Durante le riprese di un film l'attore protagonista scompare nel nulla, e dopo una indagine forse frettolosa le autorità ne decretano la più che probabile morte per suicidio basandosi sul ritrovamento della auto e di alcuni effetti personali sul bordo di una alta scogliera. La lavorazione del film viene sospesa e il regista  alla sua opera seconda , nonchè amico dell'attore scomparso, costernato dall'evento, si ritira a vita privata in una specie di camping scalcinato in riva al mare.
Oltre vent'anni dopo una stazione televisiva riprende il caso della scomparsa di Julio Arenas, l'attore, e invita il regista Miguel Garay ad intervenire ad un programma che tratta appunto del caso.
Apparentemente malvolentieri Garay accetta , probabilmente con la segreta speranza di poter finalmente sapere che cosa sia successo al suo amico, ritrovandosi dopo tanti anni ad inseguire un ombra scomparsa nel nulla.



La memoria, tema centrale ed asse portante dell'opera , è trattata sia a livello individuale che collettivo. La scomparsa di Julio Arenas rappresenta una perdita per chi lo conosceva, ma anche un vuoto nella storia del cinema stesso. La sua assenza diventa un riflesso dell'amnesia collettiva: la capacità di ricordare è costantemente minacciata dal rischio di dimenticare. Il tentativo del regista Miguel Garay di riscoprire cosa sia successo al suo amico diventa una ricerca del passato, nel tentativo di colmare i vuoti lasciati dal tempo, ma soprattutto è una profonda riflessione su come l'oblio sia l'anticamera dell'amnesia, di come la memoria perde la sua forza ogni qual volta le tenebre dell'oblio nascondono tutto.
L’amnesia è simbolicamente legata all'oblio che minaccia ogni essere umano e ogni opera d’arte. Erice ci invita a riflettere su come la memoria non sia mai completa, ma piuttosto una ricostruzione frammentaria e soggettiva. 
Come nei suoi precedenti film, il passato non è mai del tutto chiaro, e il presente è costantemente invaso dai ricordi e dalle immagini sbiadite del tempo trascorso.
L'identità è invece l'altro tema in cui rientra anche il ruolo dell'attore e quindi del Cinema come mezzo di narrazione; Erice tratta sempre il Cinema come un gioco di ombre in cerca di identità  e   Julio Arenas, l’attore scomparso, rappresenta una figura ambigua: da una parte è un uomo reale, con una vita personale; dall'altra è un attore, la cui esistenza si dissolve nei ruoli che interpreta. Questa duplicità è alla base del concetto di identità fluttuante che Erice esplora, dove la persona e il personaggio si mescolano e confondono.

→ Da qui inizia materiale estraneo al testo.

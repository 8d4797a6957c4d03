//! Port for demo booking persistence.

use async_trait::async_trait;

use crate::domain::booking::DemoBooking;
use crate::domain::foundation::{BookingId, DomainError, Timestamp, UserId};

/// Demo booking storage.
#[async_trait]
pub trait BookingRepository: Send + Sync {
    /// Inserts a confirmed booking.
    ///
    /// At most one non-cancelled future booking per user is enforced by a
    /// partial unique index; a second concurrent insert surfaces as
    /// `ErrorCode::AlreadyBooked`.
    async fn insert(&self, booking: &DemoBooking) -> Result<(), DomainError>;

    async fn find_by_id(&self, id: BookingId) -> Result<Option<DemoBooking>, DomainError>;

    /// Persists status and schedule changes.
    async fn update(&self, booking: &DemoBooking) -> Result<(), DomainError>;

    /// Confirmed bookings per slot start time, for the given times.
    /// Times with no bookings are absent from the result.
    async fn count_confirmed_at(
        &self,
        slot_times: &[Timestamp],
    ) -> Result<Vec<(Timestamp, u32)>, DomainError>;

    /// Confirmed bookings at one slot start time.
    async fn confirmed_count(&self, slot_time: Timestamp) -> Result<u32, DomainError>;

    /// The user's confirmed future booking, if any.
    async fn find_active_for_user(
        &self,
        user_id: UserId,
    ) -> Result<Option<DemoBooking>, DomainError>;
}
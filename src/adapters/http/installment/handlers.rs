//! HTTP handlers for installment endpoints.

use std::sync::Arc;

use axum::{
    extract::State,
    http::StatusCode,
    response::{IntoResponse, Response},
    Json,
};

use crate::adapters::http::error::ApiError;
use crate::adapters::http::middleware::RequireSession;
use crate::application::handlers::installment::{
    CreateInstallmentOrderCommand, CreateInstallmentOrderHandler, CreateInstallmentPlanCommand,
    CreateInstallmentPlanHandler, GetPendingInstallmentsHandler, ProcessFirstInstallmentCommand,
    ProcessFirstInstallmentHandler, ProcessSecondInstallmentCommand,
    ProcessSecondInstallmentHandler,
};
use crate::domain::foundation::{Money, PaymentId, PlanId};

use super::dto::{
    CreateInstallmentOrderRequest, CreateInstallmentPlanRequest, InstallmentOrderResponse,
    InstallmentPlanResponse, InstallmentPurchaseResponse, PendingInstallmentResponse,
    PendingInstallmentsResponse, ProcessFirstInstallmentRequest, ProcessSecondInstallmentRequest,
};

// ════════════════════════════════════════════════════════════════════════════
// Handler state
// ════════════════════════════════════════════════════════════════════════════

#[derive(Clone)]
pub struct InstallmentHandlers {
    create_plan_handler: Arc<CreateInstallmentPlanHandler>,
    create_order_handler: Arc<CreateInstallmentOrderHandler>,
    process_first_handler: Arc<ProcessFirstInstallmentHandler>,
    process_second_handler: Arc<ProcessSecondInstallmentHandler>,
    get_pending_handler: Arc<GetPendingInstallmentsHandler>,
}

impl InstallmentHandlers {
    pub fn new(
        create_plan_handler: Arc<CreateInstallmentPlanHandler>,
        create_order_handler: Arc<CreateInstallmentOrderHandler>,
        process_first_handler: Arc<ProcessFirstInstallmentHandler>,
        process_second_handler: Arc<ProcessSecondInstallmentHandler>,
        get_pending_handler: Arc<GetPendingInstallmentsHandler>,
    ) -> Self {
        Self {
            create_plan_handler,
            create_order_handler,
            process_first_handler,
            process_second_handler,
            get_pending_handler,
        }
    }
}

fn parse_plan_id(raw: &str) -> Result<PlanId, ApiError> {
    raw.parse::<PlanId>()
        .map_err(|_| ApiError::bad_request("plan_id must be a UUID"))
}

fn parse_payment_id(raw: &str) -> Result<PaymentId, ApiError> {
    raw.parse::<PaymentId>()
        .map_err(|_| ApiError::bad_request("payment_id must be a UUID"))
}

// ════════════════════════════════════════════════════════════════════════════
// HTTP handlers
// ════════════════════════════════════════════════════════════════════════════

/// POST /api/installments/plan - Preview the two-part split for a plan
pub async fn create_installment_plan(
    State(handlers): State<InstallmentHandlers>,
    RequireSession(_session): RequireSession,
    Json(req): Json<CreateInstallmentPlanRequest>,
) -> Response {
    let plan_id = match parse_plan_id(&req.plan_id) {
        Ok(id) => id,
        Err(e) => return e.into_response(),
    };

    let expected_total = match Money::from_minor(req.expected_total) {
        Ok(total) => total,
        Err(_) => return ApiError::bad_request("expected_total must not be negative").into_response(),
    };

    let cmd = CreateInstallmentPlanCommand {
        plan_id,
        expected_total,
    };

    match handlers.create_plan_handler.handle(cmd).await {
        Ok(preview) => {
            (StatusCode::OK, Json(InstallmentPlanResponse::from(preview))).into_response()
        }
        Err(e) => ApiError::from(e).into_response(),
    }
}

/// POST /api/installments/order - Mint a gateway order for one installment
pub async fn create_installment_order(
    State(handlers): State<InstallmentHandlers>,
    RequireSession(session): RequireSession,
    Json(req): Json<CreateInstallmentOrderRequest>,
) -> Response {
    let plan_id = match parse_plan_id(&req.plan_id) {
        Ok(id) => id,
        Err(e) => return e.into_response(),
    };
    let payment_id = match req.payment_id.as_deref().map(parse_payment_id).transpose() {
        Ok(id) => id,
        Err(e) => return e.into_response(),
    };

    let cmd = CreateInstallmentOrderCommand {
        user_id: session.user_id,
        plan_id,
        installment_number: req.installment_number,
        payment_id,
    };

    match handlers.create_order_handler.handle(cmd).await {
        Ok(order) => {
            (StatusCode::CREATED, Json(InstallmentOrderResponse::from(order))).into_response()
        }
        Err(e) => ApiError::from(e).into_response(),
    }
}

/// POST /api/installments/first - Record the settled first installment
pub async fn process_first_installment(
    State(handlers): State<InstallmentHandlers>,
    RequireSession(session): RequireSession,
    Json(req): Json<ProcessFirstInstallmentRequest>,
) -> Response {
    let plan_id = match parse_plan_id(&req.plan_id) {
        Ok(id) => id,
        Err(e) => return e.into_response(),
    };

    let cmd = ProcessFirstInstallmentCommand {
        user_id: session.user_id,
        plan_id,
        gateway_order_id: req.gateway_order_id,
        gateway_payment_id: req.gateway_payment_id,
        signature: req.signature,
        method: req.method,
    };

    match handlers.process_first_handler.handle(cmd).await {
        Ok(result) => (
            StatusCode::CREATED,
            Json(InstallmentPurchaseResponse {
                payment: result.payment.into(),
                installments: result.installments.into_iter().map(Into::into).collect(),
            }),
        )
            .into_response(),
        Err(e) => ApiError::from(e).into_response(),
    }
}

/// POST /api/installments/second - Record the settled second installment
pub async fn process_second_installment(
    State(handlers): State<InstallmentHandlers>,
    RequireSession(_session): RequireSession,
    Json(req): Json<ProcessSecondInstallmentRequest>,
) -> Response {
    let payment_id = match parse_payment_id(&req.payment_id) {
        Ok(id) => id,
        Err(e) => return e.into_response(),
    };

    let cmd = ProcessSecondInstallmentCommand {
        payment_id,
        gateway_order_id: req.gateway_order_id,
        gateway_payment_id: req.gateway_payment_id,
        signature: req.signature,
    };

    match handlers.process_second_handler.handle(cmd).await {
        Ok(result) => (
            StatusCode::OK,
            Json(InstallmentPurchaseResponse {
                payment: result.payment.into(),
                installments: vec![result.installment.into()],
            }),
        )
            .into_response(),
        Err(e) => ApiError::from(e).into_response(),
    }
}

/// GET /api/installments/pending - Unpaid installments for the current user
pub async fn get_pending_installments(
    State(handlers): State<InstallmentHandlers>,
    RequireSession(session): RequireSession,
) -> Response {
    match handlers.get_pending_handler.handle(session.user_id).await {
        Ok(pending) => {
            let response = PendingInstallmentsResponse {
                pending: pending
                    .into_iter()
                    .map(PendingInstallmentResponse::from)
                    .collect(),
            };
            (StatusCode::OK, Json(response)).into_response()
        }
        Err(e) => ApiError::from(e).into_response(),
    }
}
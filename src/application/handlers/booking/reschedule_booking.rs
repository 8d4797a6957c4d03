//! RescheduleBookingHandler - Command handler for moving a booking to a new slot.

use std::sync::Arc;

use crate::domain::booking::{decode_slot_id, BookingError, DemoBooking, SLOT_CAPACITY};
use crate::domain::foundation::{BookingId, Timestamp, UserId};
use crate::ports::BookingRepository;

#[derive(Debug, Clone)]
pub struct RescheduleBookingCommand {
    pub booking_id: BookingId,
    pub user_id: UserId,
    pub new_slot_id: String,
}

/// Handler moving a confirmed booking to a different slot. The new slot goes
/// through the same past and capacity checks as a fresh booking.
pub struct RescheduleBookingHandler {
    bookings: Arc<dyn BookingRepository>,
}

impl RescheduleBookingHandler {
    pub fn new(bookings: Arc<dyn BookingRepository>) -> Self {
        Self { bookings }
    }

    pub async fn handle(
        &self,
        cmd: RescheduleBookingCommand,
    ) -> Result<DemoBooking, BookingError> {
        // 1. Validate the target slot before touching the booking.
        let new_time = decode_slot_id(&cmd.new_slot_id)?;
        if !new_time.is_after(&Timestamp::now()) {
            return Err(BookingError::slot_in_past(&cmd.new_slot_id));
        }

        let mut booking = self
            .bookings
            .find_by_id(cmd.booking_id)
            .await?
            .ok_or_else(|| BookingError::not_found(cmd.booking_id))?;
        booking.ensure_owned_by(cmd.user_id)?;

        // 2. Seats at the new time, not counting the seat being moved.
        let booked = self.bookings.confirmed_count(new_time).await?;
        if booking.scheduled_at != new_time && booked >= SLOT_CAPACITY {
            return Err(BookingError::slot_full(&cmd.new_slot_id));
        }

        // 3. Apply the move.
        booking.reschedule(new_time)?;
        self.bookings.update(&booking).await?;

        tracing::info!(
            booking_id = %booking.id,
            scheduled_at = %booking.scheduled_at,
            "demo booking rescheduled"
        );
        Ok(booking)
    }
}
//! Session domain: opaque bearer tokens with a fixed lifetime.

mod session;

pub use session::{Session, SESSION_TTL_HOURS};
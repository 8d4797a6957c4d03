//! Shared HTTP error envelope.
//!
//! Every failed request answers with the same JSON shape:
//!
//! ```json
//! { "success": false, "code": "PLAN_NOT_FOUND", "message": "Plan ... not found" }
//! ```
//!
//! Module handlers convert their domain errors into an [`ApiError`] which
//! carries the status code alongside the envelope body. Infrastructure
//! failures are logged here and answered with a generic message so internal
//! details never leak to clients.

use axum::{
    http::StatusCode,
    response::{IntoResponse, Response},
    Json,
};
use serde::Serialize;

use crate::domain::booking::BookingError;
use crate::domain::foundation::AuthError;
use crate::domain::payment::PaymentError;
use crate::domain::plan::PlanError;
use crate::domain::subscription::SubscriptionError;
use crate::domain::user::UserError;

/// JSON body of every error response.
#[derive(Debug, Clone, Serialize)]
pub struct ErrorBody {
    pub success: bool,
    pub code: String,
    pub message: String,
}

/// A domain error translated for the wire.
#[derive(Debug, Clone)]
pub struct ApiError {
    pub status: StatusCode,
    pub code: &'static str,
    pub message: String,
}

impl ApiError {
    pub fn new(status: StatusCode, code: &'static str, message: impl Into<String>) -> Self {
        Self {
            status,
            code,
            message: message.into(),
        }
    }

    pub fn bad_request(message: impl Into<String>) -> Self {
        Self::new(StatusCode::BAD_REQUEST, "VALIDATION_FAILED", message)
    }

    pub fn unauthorized(message: impl Into<String>) -> Self {
        Self::new(StatusCode::UNAUTHORIZED, "UNAUTHORIZED", message)
    }

    /// Logs the underlying failure and answers with a generic 500.
    pub fn internal(detail: impl std::fmt::Display) -> Self {
        tracing::error!(error = %detail, "internal error");
        Self::new(
            StatusCode::INTERNAL_SERVER_ERROR,
            "INTERNAL_ERROR",
            "Internal server error",
        )
    }
}

impl IntoResponse for ApiError {
    fn into_response(self) -> Response {
        let body = ErrorBody {
            success: false,
            code: self.code.to_string(),
            message: self.message,
        };
        (self.status, Json(body)).into_response()
    }
}

impl From<AuthError> for ApiError {
    fn from(err: AuthError) -> Self {
        match err {
            AuthError::MissingToken => {
                Self::new(StatusCode::UNAUTHORIZED, "UNAUTHORIZED", err.to_string())
            }
            AuthError::InvalidToken => {
                Self::new(StatusCode::UNAUTHORIZED, "UNAUTHORIZED", err.to_string())
            }
            AuthError::SessionExpired => {
                Self::new(StatusCode::UNAUTHORIZED, "SESSION_EXPIRED", err.to_string())
            }
            AuthError::ServiceUnavailable(detail) => {
                tracing::error!(error = %detail, "auth backend unavailable");
                Self::new(
                    StatusCode::SERVICE_UNAVAILABLE,
                    "SERVICE_UNAVAILABLE",
                    "Authentication is temporarily unavailable",
                )
            }
        }
    }
}

impl From<UserError> for ApiError {
    fn from(err: UserError) -> Self {
        let message = err.message();
        match err {
            UserError::NotFound(_) => Self::new(StatusCode::NOT_FOUND, "USER_NOT_FOUND", message),
            UserError::EmailTaken { .. } => {
                Self::new(StatusCode::CONFLICT, "EMAIL_TAKEN", message)
            }
            UserError::InvalidCredentials => {
                Self::new(StatusCode::UNAUTHORIZED, "INVALID_CREDENTIALS", message)
            }
            UserError::OtpUnavailable => {
                Self::new(StatusCode::FORBIDDEN, "OTP_UNAVAILABLE", message)
            }
            UserError::ValidationFailed { .. } => {
                Self::new(StatusCode::BAD_REQUEST, "VALIDATION_FAILED", message)
            }
            UserError::Infrastructure(detail) => Self::internal(detail),
        }
    }
}

impl From<PlanError> for ApiError {
    fn from(err: PlanError) -> Self {
        let message = err.message();
        match err {
            PlanError::NotFound(_) => Self::new(StatusCode::NOT_FOUND, "PLAN_NOT_FOUND", message),
            PlanError::InstallmentsUnavailable(_) => {
                Self::new(StatusCode::BAD_REQUEST, "INSTALLMENTS_UNAVAILABLE", message)
            }
            // Misconfigured catalog data, not a client mistake.
            PlanError::InstallmentMismatch { .. } => Self::internal(message),
            PlanError::ValidationFailed { .. } => {
                Self::new(StatusCode::BAD_REQUEST, "VALIDATION_FAILED", message)
            }
            PlanError::Infrastructure(detail) => Self::internal(detail),
        }
    }
}

impl From<PaymentError> for ApiError {
    fn from(err: PaymentError) -> Self {
        let message = err.message();
        match err {
            PaymentError::NotFound(_) => {
                Self::new(StatusCode::NOT_FOUND, "PAYMENT_NOT_FOUND", message)
            }
            PaymentError::InstallmentNotFound(_) => {
                Self::new(StatusCode::NOT_FOUND, "INSTALLMENT_NOT_FOUND", message)
            }
            PaymentError::PlanNotFound(_) => {
                Self::new(StatusCode::NOT_FOUND, "PLAN_NOT_FOUND", message)
            }
            PaymentError::InvalidSignature => {
                Self::new(StatusCode::UNAUTHORIZED, "INVALID_SIGNATURE", message)
            }
            PaymentError::InstallmentOutOfOrder { .. } => {
                Self::new(StatusCode::CONFLICT, "INSTALLMENT_OUT_OF_ORDER", message)
            }
            PaymentError::AlreadyProcessed { .. } => {
                Self::new(StatusCode::CONFLICT, "DUPLICATE_PAYMENT", message)
            }
            PaymentError::InvalidState { .. } => {
                Self::new(StatusCode::CONFLICT, "INVALID_STATE_TRANSITION", message)
            }
            PaymentError::GatewayFailed { .. } => {
                Self::new(StatusCode::BAD_GATEWAY, "GATEWAY_ERROR", message)
            }
            PaymentError::ValidationFailed { .. } => {
                Self::new(StatusCode::BAD_REQUEST, "VALIDATION_FAILED", message)
            }
            PaymentError::Infrastructure(detail) => Self::internal(detail),
        }
    }
}

impl From<SubscriptionError> for ApiError {
    fn from(err: SubscriptionError) -> Self {
        let message = err.message();
        match err {
            SubscriptionError::NotFound(_) => {
                Self::new(StatusCode::NOT_FOUND, "SUBSCRIPTION_NOT_FOUND", message)
            }
            SubscriptionError::InvalidState { .. } => {
                Self::new(StatusCode::CONFLICT, "INVALID_STATE_TRANSITION", message)
            }
            SubscriptionError::DuplicateRenewal { .. } => {
                Self::new(StatusCode::CONFLICT, "DUPLICATE_PAYMENT", message)
            }
            SubscriptionError::AutoPayRequired(_) => {
                Self::new(StatusCode::CONFLICT, "AUTO_PAY_REQUIRED", message)
            }
            SubscriptionError::GatewayFailed { .. } => {
                Self::new(StatusCode::BAD_GATEWAY, "GATEWAY_ERROR", message)
            }
            SubscriptionError::ValidationFailed { .. } => {
                Self::new(StatusCode::BAD_REQUEST, "VALIDATION_FAILED", message)
            }
            SubscriptionError::Infrastructure(detail) => Self::internal(detail),
        }
    }
}

impl From<BookingError> for ApiError {
    fn from(err: BookingError) -> Self {
        let message = err.message();
        match err {
            BookingError::NotFound(_) => {
                Self::new(StatusCode::NOT_FOUND, "BOOKING_NOT_FOUND", message)
            }
            BookingError::NotOwner(_) => Self::new(StatusCode::FORBIDDEN, "FORBIDDEN", message),
            BookingError::AlreadyBooked(_) => {
                Self::new(StatusCode::CONFLICT, "ALREADY_BOOKED", message)
            }
            BookingError::SlotFull { .. } => {
                Self::new(StatusCode::CONFLICT, "SLOT_UNAVAILABLE", message)
            }
            BookingError::SlotInPast { .. } => {
                Self::new(StatusCode::BAD_REQUEST, "SLOT_UNAVAILABLE", message)
            }
            BookingError::InvalidSlotId { .. } => {
                Self::new(StatusCode::BAD_REQUEST, "INVALID_FORMAT", message)
            }
            BookingError::InvalidState { .. } => {
                Self::new(StatusCode::CONFLICT, "INVALID_STATE_TRANSITION", message)
            }
            BookingError::ValidationFailed { .. } => {
                Self::new(StatusCode::BAD_REQUEST, "VALIDATION_FAILED", message)
            }
            BookingError::Infrastructure(detail) => Self::internal(detail),
        }
    }
}
//! HTTP handlers for the plan catalog.

use std::sync::Arc;

use axum::{
    extract::State,
    http::StatusCode,
    response::{IntoResponse, Response},
    Json,
};

use crate::adapters::http::error::ApiError;
use crate::application::handlers::plan::ListPlansHandler;

use super::dto::{PlanListResponse, PlanResponse};

#[derive(Clone)]
pub struct PlanHandlers {
    list_plans_handler: Arc<ListPlansHandler>,
}

impl PlanHandlers {
    pub fn new(list_plans_handler: Arc<ListPlansHandler>) -> Self {
        Self { list_plans_handler }
    }
}

/// GET /api/plans - Active plans in display order
pub async fn list_plans(State(handlers): State<PlanHandlers>) -> Response {
    match handlers.list_plans_handler.handle().await {
        Ok(plans) => {
            let response = PlanListResponse {
                plans: plans.into_iter().map(PlanResponse::from).collect(),
            };
            (StatusCode::OK, Json(response)).into_response()
        }
        Err(e) => ApiError::from(e).into_response(),
    }
}
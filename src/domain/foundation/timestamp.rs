//! Timestamp value object for immutable points in time.

use chrono::{DateTime, Duration, NaiveDate, TimeZone, Utc};
use serde::{Deserialize, Serialize};

/// Immutable point in time, always UTC.
#[derive(Debug, Clone, Copy, PartialEq, Eq, PartialOrd, Ord, Serialize, Deserialize)]
#[serde(transparent)]
pub struct Timestamp(DateTime<Utc>);

impl Timestamp {
    /// Creates a timestamp for the current moment.
    pub fn now() -> Self {
        Self(Utc::now())
    }

    /// Creates a timestamp from a DateTime<Utc>.
    pub fn from_datetime(dt: DateTime<Utc>) -> Self {
        Self(dt)
    }

    /// Creates a timestamp at a specific hour (UTC) on the given date.
    ///
    /// Returns None if the hour is out of range.
    pub fn on_date_at_hour(date: NaiveDate, hour: u32) -> Option<Self> {
        Some(Self(date.and_hms_opt(hour, 0, 0)?.and_utc()))
    }

    /// Returns the inner DateTime.
    pub fn as_datetime(&self) -> &DateTime<Utc> {
        &self.0
    }

    /// Checks if this timestamp is before another.
    pub fn is_before(&self, other: &Timestamp) -> bool {
        self.0 < other.0
    }

    /// Checks if this timestamp is after another.
    pub fn is_after(&self, other: &Timestamp) -> bool {
        self.0 > other.0
    }

    /// Returns the duration from another timestamp to this one.
    ///
    /// Returns negative duration if other is after self.
    pub fn duration_since(&self, other: &Timestamp) -> Duration {
        self.0.signed_duration_since(other.0)
    }

    /// Creates a new timestamp by adding the specified number of days.
    ///
    /// Negative values subtract days.
    pub fn add_days(&self, days: i64) -> Self {
        Self(self.0 + Duration::days(days))
    }

    /// Creates a new timestamp by adding the specified number of months.
    ///
    /// Note: Uses 30 days per month approximation, matching how plan
    /// validity periods are advertised.
    pub fn add_months(&self, months: i64) -> Self {
        Self(self.0 + Duration::days(months * 30))
    }

    /// Creates a new timestamp by adding the specified number of hours.
    pub fn add_hours(&self, hours: i64) -> Self {
        Self(self.0 + Duration::hours(hours))
    }

    /// Returns a timestamp for the start of today (00:00:00 UTC).
    pub fn start_of_today() -> Self {
        let now = Utc::now();
        let start = now.date_naive().and_hms_opt(0, 0, 0).unwrap().and_utc();
        Self(start)
    }

    /// Creates a timestamp from Unix seconds.
    ///
    /// Returns None for values chrono cannot represent.
    pub fn from_unix_secs(secs: i64) -> Option<Self> {
        Utc.timestamp_opt(secs, 0).single().map(Self)
    }

    /// Returns the timestamp as Unix seconds.
    pub fn as_unix_secs(&self) -> i64 {
        self.0.timestamp()
    }
}

impl Default for Timestamp {
    fn default() -> Self {
        Self::now()
    }
}

impl std::fmt::Display for Timestamp {
    fn fmt(&self, f: &mut std::fmt::Formatter<'_>) -> std::fmt::Result {
        write!(f, "{}", self.0.to_rfc3339())
    }
}
//! CreateInstallmentPlanHandler - Command handler for the installment split.

use std::sync::Arc;

use crate::domain::foundation::{Money, PlanId, Timestamp};
use crate::domain::payment::PaymentError;
use crate::domain::plan::InstallmentScheme;
use crate::ports::PlanRepository;

/// Command asking for a plan's installment split.
#[derive(Debug, Clone)]
pub struct CreateInstallmentPlanCommand {
    pub plan_id: PlanId,

    /// Total the client expects to pay. The split must cover exactly this.
    pub expected_total: Money,
}

/// The two-part split the client will be charged.
#[derive(Debug, Clone, PartialEq, Eq)]
pub struct InstallmentPlanPreview {
    pub first_amount: Money,
    pub second_amount: Money,
    pub total: Money,
    pub second_due_date: Timestamp,
}

/// Handler producing the installment split for a plan.
///
/// The split amounts are business-configured per tier, not derived from the
/// price. If configuration drifts so the amounts no longer cover the
/// expected total, the request fails closed instead of charging a wrong
/// amount.
pub struct CreateInstallmentPlanHandler {
    plans: Arc<dyn PlanRepository>,
}

impl CreateInstallmentPlanHandler {
    pub fn new(plans: Arc<dyn PlanRepository>) -> Self {
        Self { plans }
    }

    pub async fn handle(
        &self,
        cmd: CreateInstallmentPlanCommand,
    ) -> Result<InstallmentPlanPreview, PaymentError> {
        let plan = self
            .plans
            .find_by_id(cmd.plan_id)
            .await?
            .filter(|p| p.active)
            .ok_or_else(|| PaymentError::plan_not_found(cmd.plan_id))?;

        // Checks the scheme against the plan price and the client total.
        let scheme = plan
            .installment_scheme()
            .map_err(|e| PaymentError::validation_failed("plan", e.message()))?;
        scheme
            .matches_total(cmd.expected_total)
            .map_err(|e| PaymentError::validation_failed("expected_total", e.message()))?;

        Ok(InstallmentPlanPreview {
            first_amount: scheme.first_amount,
            second_amount: scheme.second_amount,
            total: cmd.expected_total,
            second_due_date: Timestamp::now()
                .add_days(InstallmentScheme::SECOND_DUE_AFTER_DAYS),
        })
    }
}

La scomparsa di Julio può essere vista come una metafora della scomparsa dell'attore una volta che il film finisce: l’attore, contenitore di sogni e realtà, di identità e di doppiezze esiste solo nel momento della performance, poi scompare, diventando un ricordo nella mente degli spettatori. 
Il film invita a riflettere su cosa significhi essere un attore, un mestiere che richiede la continua perdita di sé, dove l'identità individuale è sacrificata in favore della finzione e tra i tanti che hanno affrontato questa tematica risulta sicuramente tra i più efficaci.